### WHAT THE EXERCISE ASKS
Pull every line that includes the word "first" out of the data below and copy it.

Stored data
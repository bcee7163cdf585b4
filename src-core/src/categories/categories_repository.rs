use crate::categories::categories_model::{
    validate_type_and_priority, Category, CategoryFilters, CategoryUpdate, NewCategory,
};
use crate::categories::categories_traits::CategoryRepositoryTrait;
use crate::db::{get_connection, WriteHandle};
use crate::errors::{Result, ValidationError};
use crate::schema::categories;
use async_trait::async_trait;
use chrono::Utc;
use diesel::prelude::*;
use diesel::r2d2::{self, Pool};
use diesel::SqliteConnection;
use std::sync::Arc;
use uuid::Uuid;

pub struct CategoryRepository {
    pool: Arc<Pool<r2d2::ConnectionManager<SqliteConnection>>>,
    writer: WriteHandle,
}

impl CategoryRepository {
    pub fn new(
        pool: Arc<Pool<r2d2::ConnectionManager<SqliteConnection>>>,
        writer: WriteHandle,
    ) -> Self {
        CategoryRepository { pool, writer }
    }
}

/// Name must be unique within the budget per type and per owner scope
/// (personal categories are scoped to their owner, common ones to the budget).
fn name_taken(
    conn: &mut SqliteConnection,
    budget_id: &str,
    name: &str,
    category_type: &str,
    owner_id: Option<&str>,
    exclude_id: Option<&str>,
) -> Result<Option<&'static str>> {
    let mut query = categories::table
        .filter(categories::budget_id.eq(budget_id))
        .filter(categories::name.eq(name))
        .filter(categories::category_type.eq(category_type))
        .into_boxed();
    query = match owner_id {
        Some(owner) => query.filter(categories::owner_id.eq(owner.to_string())),
        None => query.filter(categories::owner_id.is_null()),
    };
    if let Some(id) = exclude_id {
        query = query.filter(categories::id.ne(id.to_string()));
    }

    if query.count().get_result::<i64>(conn)? > 0 {
        Ok(Some(if owner_id.is_some() {
            "Personal TransferCategory with given name already exists in Budget."
        } else {
            "Common TransferCategory with given name already exists in Budget."
        }))
    } else {
        Ok(None)
    }
}

#[async_trait]
impl CategoryRepositoryTrait for CategoryRepository {
    fn list(&self, budget_id: &str, filters: &CategoryFilters) -> Result<Vec<Category>> {
        let mut conn = get_connection(&self.pool)?;
        let mut query = categories::table
            .filter(categories::budget_id.eq(budget_id))
            .order((categories::priority.asc(), categories::name.asc()))
            .into_boxed();

        if let Some(category_type) = &filters.category_type {
            query = query.filter(categories::category_type.eq(category_type.clone()));
        }
        if let Some(is_active) = filters.is_active {
            query = query.filter(categories::is_active.eq(is_active));
        }
        if let Some(owner) = &filters.owner {
            query = query.filter(categories::owner_id.eq(owner.clone()));
        }

        Ok(query.load::<Category>(&mut conn)?)
    }

    fn find(&self, budget_id: &str, category_id: &str) -> Result<Category> {
        let mut conn = get_connection(&self.pool)?;
        Ok(categories::table
            .filter(categories::id.eq(category_id))
            .filter(categories::budget_id.eq(budget_id))
            .first::<Category>(&mut conn)?)
    }

    async fn create(&self, budget_id: &str, new_category: NewCategory) -> Result<Category> {
        let budget_id = budget_id.to_string();
        self.writer
            .exec(move |conn: &mut SqliteConnection| -> Result<Category> {
                validate_type_and_priority(&new_category.category_type, new_category.priority)?;
                if let Some(message) = name_taken(
                    conn,
                    &budget_id,
                    &new_category.name,
                    &new_category.category_type,
                    new_category.owner_id.as_deref(),
                    None,
                )? {
                    return Err(ValidationError::field("name", message));
                }

                let now = Utc::now().to_rfc3339();
                let new_category = NewCategory {
                    id: Some(Uuid::new_v4().to_string()),
                    budget_id: Some(budget_id),
                    is_active: Some(new_category.is_active.unwrap_or(true)),
                    created_at: Some(now.clone()),
                    updated_at: Some(now),
                    ..new_category
                };

                diesel::insert_into(categories::table)
                    .values(&new_category)
                    .execute(conn)?;

                Ok(categories::table
                    .find(new_category.id.as_deref().unwrap_or_default())
                    .first::<Category>(conn)?)
            })
            .await
    }

    async fn update(
        &self,
        budget_id: &str,
        category_id: &str,
        update: CategoryUpdate,
    ) -> Result<Category> {
        let budget_id = budget_id.to_string();
        let category_id = category_id.to_string();
        self.writer
            .exec(move |conn: &mut SqliteConnection| -> Result<Category> {
                categories::table
                    .filter(categories::id.eq(&category_id))
                    .filter(categories::budget_id.eq(&budget_id))
                    .first::<Category>(conn)?;

                validate_type_and_priority(&update.category_type, update.priority)?;
                if let Some(message) = name_taken(
                    conn,
                    &budget_id,
                    &update.name,
                    &update.category_type,
                    update.owner_id.as_deref(),
                    Some(&category_id),
                )? {
                    return Err(ValidationError::field("name", message));
                }

                // Columns set one by one so a None owner/description clears the value
                diesel::update(categories::table.find(&category_id))
                    .set((
                        categories::name.eq(&update.name),
                        categories::description.eq(&update.description),
                        categories::owner_id.eq(&update.owner_id),
                        categories::category_type.eq(&update.category_type),
                        categories::priority.eq(update.priority),
                        categories::is_active.eq(update.is_active),
                        categories::updated_at.eq(Utc::now().to_rfc3339()),
                    ))
                    .execute(conn)?;

                Ok(categories::table
                    .find(&category_id)
                    .first::<Category>(conn)?)
            })
            .await
    }

    async fn delete(&self, budget_id: &str, category_id: &str) -> Result<usize> {
        let budget_id = budget_id.to_string();
        let category_id = category_id.to_string();
        self.writer
            .exec(move |conn: &mut SqliteConnection| -> Result<usize> {
                categories::table
                    .filter(categories::id.eq(&category_id))
                    .filter(categories::budget_id.eq(&budget_id))
                    .first::<Category>(conn)?;
                Ok(diesel::delete(categories::table.find(&category_id)).execute(conn)?)
            })
            .await
    }
}
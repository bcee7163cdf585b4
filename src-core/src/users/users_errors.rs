use thiserror::Error;

/// Custom error type for user-related operations
#[derive(Debug, Error)]
pub enum UserError {
    #[error("User with given email already exists.")]
    EmailTaken,
    #[error("Invalid credentials.")]
    InvalidCredentials,
    #[error("User not found: {0}")]
    NotFound(String),
}
use crate::db::{get_connection, WriteHandle};
use crate::errors::{Error, Result, ValidationError};
use crate::periods::periods_model::{
    validate_date_change, validate_new_period, validate_status_change, NewPeriod, Period,
    PeriodStatus, PeriodUpdate, PeriodWithSums,
};
use crate::periods::periods_traits::PeriodRepositoryTrait;
use crate::predictions::predictions_model::NewPrediction;
use crate::schema::{categories, periods, predictions, transfers};
use crate::transfers::transfers_model::TransferType;
use async_trait::async_trait;
use chrono::Utc;
use diesel::prelude::*;
use diesel::r2d2::{self, Pool};
use diesel::SqliteConnection;
use rust_decimal::Decimal;
use std::collections::HashMap;
use std::sync::Arc;
use uuid::Uuid;

pub struct PeriodRepository {
    pool: Arc<Pool<r2d2::ConnectionManager<SqliteConnection>>>,
    writer: WriteHandle,
}

impl PeriodRepository {
    pub fn new(
        pool: Arc<Pool<r2d2::ConnectionManager<SqliteConnection>>>,
        writer: WriteHandle,
    ) -> Self {
        PeriodRepository { pool, writer }
    }
}

fn load_siblings(conn: &mut SqliteConnection, budget_id: &str) -> Result<Vec<Period>> {
    Ok(periods::table
        .filter(periods::budget_id.eq(budget_id))
        .order(periods::date_start.asc())
        .load::<Period>(conn)?)
}

fn find_in_budget(
    conn: &mut SqliteConnection,
    budget_id: &str,
    period_id: &str,
) -> Result<Period> {
    Ok(periods::table
        .filter(periods::id.eq(period_id))
        .filter(periods::budget_id.eq(budget_id))
        .first::<Period>(conn)?)
}

/// Snapshot of plans taken when a draft period goes active: predictions
/// without an initial plan get one, and every active expense category
/// without a prediction gets a zero-valued one.
fn prepare_predictions_on_activation(
    conn: &mut SqliteConnection,
    budget_id: &str,
    period_id: &str,
) -> Result<()> {
    diesel::update(
        predictions::table
            .filter(predictions::period_id.eq(period_id))
            .filter(predictions::initial_plan.is_null()),
    )
    .set(predictions::initial_plan.eq(predictions::current_plan.nullable()))
    .execute(conn)?;

    let predicted: Vec<Option<String>> = predictions::table
        .filter(predictions::period_id.eq(period_id))
        .select(predictions::category_id)
        .load(conn)?;
    let predicted: Vec<String> = predicted.into_iter().flatten().collect();

    let expense_categories: Vec<String> = categories::table
        .filter(categories::budget_id.eq(budget_id))
        .filter(categories::category_type.eq("EXPENSE"))
        .filter(categories::is_active.eq(true))
        .select(categories::id)
        .load(conn)?;

    let now = Utc::now().to_rfc3339();
    for category_id in expense_categories
        .into_iter()
        .filter(|id| !predicted.contains(id))
    {
        let zero = NewPrediction {
            id: Some(Uuid::new_v4().to_string()),
            period_id: Some(period_id.to_string()),
            category_id: Some(category_id),
            description: None,
            initial_plan: Some("0".to_string()),
            current_plan: "0".to_string(),
            created_at: Some(now.clone()),
            updated_at: Some(now.clone()),
        };
        diesel::insert_into(predictions::table)
            .values(&zero)
            .execute(conn)?;
    }

    Ok(())
}

#[async_trait]
impl PeriodRepositoryTrait for PeriodRepository {
    fn list(&self, budget_id: &str) -> Result<Vec<Period>> {
        let mut conn = get_connection(&self.pool)?;
        load_siblings(&mut conn, budget_id)
    }

    fn list_with_sums(&self, budget_id: &str) -> Result<Vec<PeriodWithSums>> {
        let mut conn = get_connection(&self.pool)?;
        let period_rows = load_siblings(&mut conn, budget_id)?;

        let transfer_rows: Vec<(String, String, String)> = transfers::table
            .filter(transfers::budget_id.eq(budget_id))
            .select((
                transfers::period_id,
                transfers::transfer_type,
                transfers::value,
            ))
            .load(&mut conn)?;

        let mut sums: HashMap<String, (Decimal, Decimal)> = HashMap::new();
        for (period_id, transfer_type, value) in transfer_rows {
            let value: Decimal = value.parse().unwrap_or(Decimal::ZERO);
            let entry = sums.entry(period_id).or_default();
            if transfer_type == TransferType::Income.as_str() {
                entry.0 += value;
            } else {
                entry.1 += value;
            }
        }

        Ok(period_rows
            .into_iter()
            .map(|period| {
                let (incomes_sum, expenses_sum) =
                    sums.get(&period.id).copied().unwrap_or_default();
                PeriodWithSums {
                    period,
                    incomes_sum,
                    expenses_sum,
                }
            })
            .collect())
    }

    fn find(&self, budget_id: &str, period_id: &str) -> Result<Period> {
        let mut conn = get_connection(&self.pool)?;
        find_in_budget(&mut conn, budget_id, period_id)
    }

    async fn create(&self, budget_id: &str, new_period: NewPeriod) -> Result<Period> {
        let budget_id = budget_id.to_string();
        self.writer
            .exec(move |conn: &mut SqliteConnection| -> Result<Period> {
                let siblings = load_siblings(conn, &budget_id)?;
                validate_new_period(&new_period, &siblings)?;

                let now = Utc::now().to_rfc3339();
                let new_period = NewPeriod {
                    id: Some(Uuid::new_v4().to_string()),
                    budget_id: Some(budget_id),
                    status: Some(PeriodStatus::Draft.as_str().to_string()),
                    created_at: Some(now.clone()),
                    updated_at: Some(now),
                    ..new_period
                };

                diesel::insert_into(periods::table)
                    .values(&new_period)
                    .execute(conn)?;

                Ok(periods::table
                    .find(new_period.id.as_deref().unwrap_or_default())
                    .first::<Period>(conn)?)
            })
            .await
    }

    async fn update(
        &self,
        budget_id: &str,
        period_id: &str,
        update: PeriodUpdate,
    ) -> Result<Period> {
        let budget_id = budget_id.to_string();
        let period_id = period_id.to_string();
        self.writer
            .exec(move |conn: &mut SqliteConnection| -> Result<Period> {
                let current = find_in_budget(conn, &budget_id, &period_id)?;
                if update.is_empty() {
                    return Ok(current);
                }

                let current_status = current.status_enum();
                if current_status == PeriodStatus::Closed {
                    return Err(Error::Validation(ValidationError::InvalidInput(
                        "Closed period cannot be changed.".to_string(),
                    )));
                }

                let next_status = match update.status.as_deref() {
                    Some(raw) => PeriodStatus::parse(raw).ok_or_else(|| {
                        ValidationError::field(
                            "status",
                            &format!("\"{raw}\" is not a valid choice."),
                        )
                    })?,
                    None => current_status,
                };
                validate_status_change(current_status, next_status)?;

                let siblings = load_siblings(conn, &budget_id)?;

                let activating = current_status == PeriodStatus::Draft
                    && next_status == PeriodStatus::Active;
                if activating
                    && siblings
                        .iter()
                        .any(|p| p.id != period_id && p.status_enum() == PeriodStatus::Active)
                {
                    return Err(Error::Validation(ValidationError::InvalidInput(
                        "Active period already exists in Budget.".to_string(),
                    )));
                }

                let next_name = update.name.clone().unwrap_or_else(|| current.name.clone());
                if next_name != current.name
                    && siblings
                        .iter()
                        .any(|p| p.id != period_id && p.name == next_name)
                {
                    return Err(ValidationError::field(
                        "name",
                        &format!("Period with name \"{next_name}\" already exists in Budget."),
                    ));
                }

                let next_start = update.date_start.unwrap_or(current.date_start);
                let next_end = update.date_end.unwrap_or(current.date_end);
                if next_start != current.date_start || next_end != current.date_end {
                    validate_date_change(&period_id, next_start, next_end, &siblings)?;
                }

                diesel::update(periods::table.find(&period_id))
                    .set((
                        periods::name.eq(&next_name),
                        periods::status.eq(next_status.as_str()),
                        periods::date_start.eq(next_start),
                        periods::date_end.eq(next_end),
                        periods::updated_at.eq(Utc::now().to_rfc3339()),
                    ))
                    .execute(conn)?;

                if activating {
                    prepare_predictions_on_activation(conn, &budget_id, &period_id)?;
                }

                Ok(periods::table.find(&period_id).first::<Period>(conn)?)
            })
            .await
    }

    async fn delete(&self, budget_id: &str, period_id: &str) -> Result<usize> {
        let budget_id = budget_id.to_string();
        let period_id = period_id.to_string();
        self.writer
            .exec(move |conn: &mut SqliteConnection| -> Result<usize> {
                // 404 before delete when the period is not in this budget
                find_in_budget(conn, &budget_id, &period_id)?;
                Ok(diesel::delete(periods::table.find(&period_id)).execute(conn)?)
            })
            .await
    }
}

### SOLUTION
            .first::<Category>(&mut conn)?)
                    .first::<Category>(conn)?)
                    .first::<Category>(conn)?;
                    .first::<Category>(conn)?)
                    .first::<Category>(conn)?;
        .first::<Period>(conn)?)
                    .first::<Period>(conn)?)
                Ok(periods::table.find(&period_id).first::<Period>(conn)?)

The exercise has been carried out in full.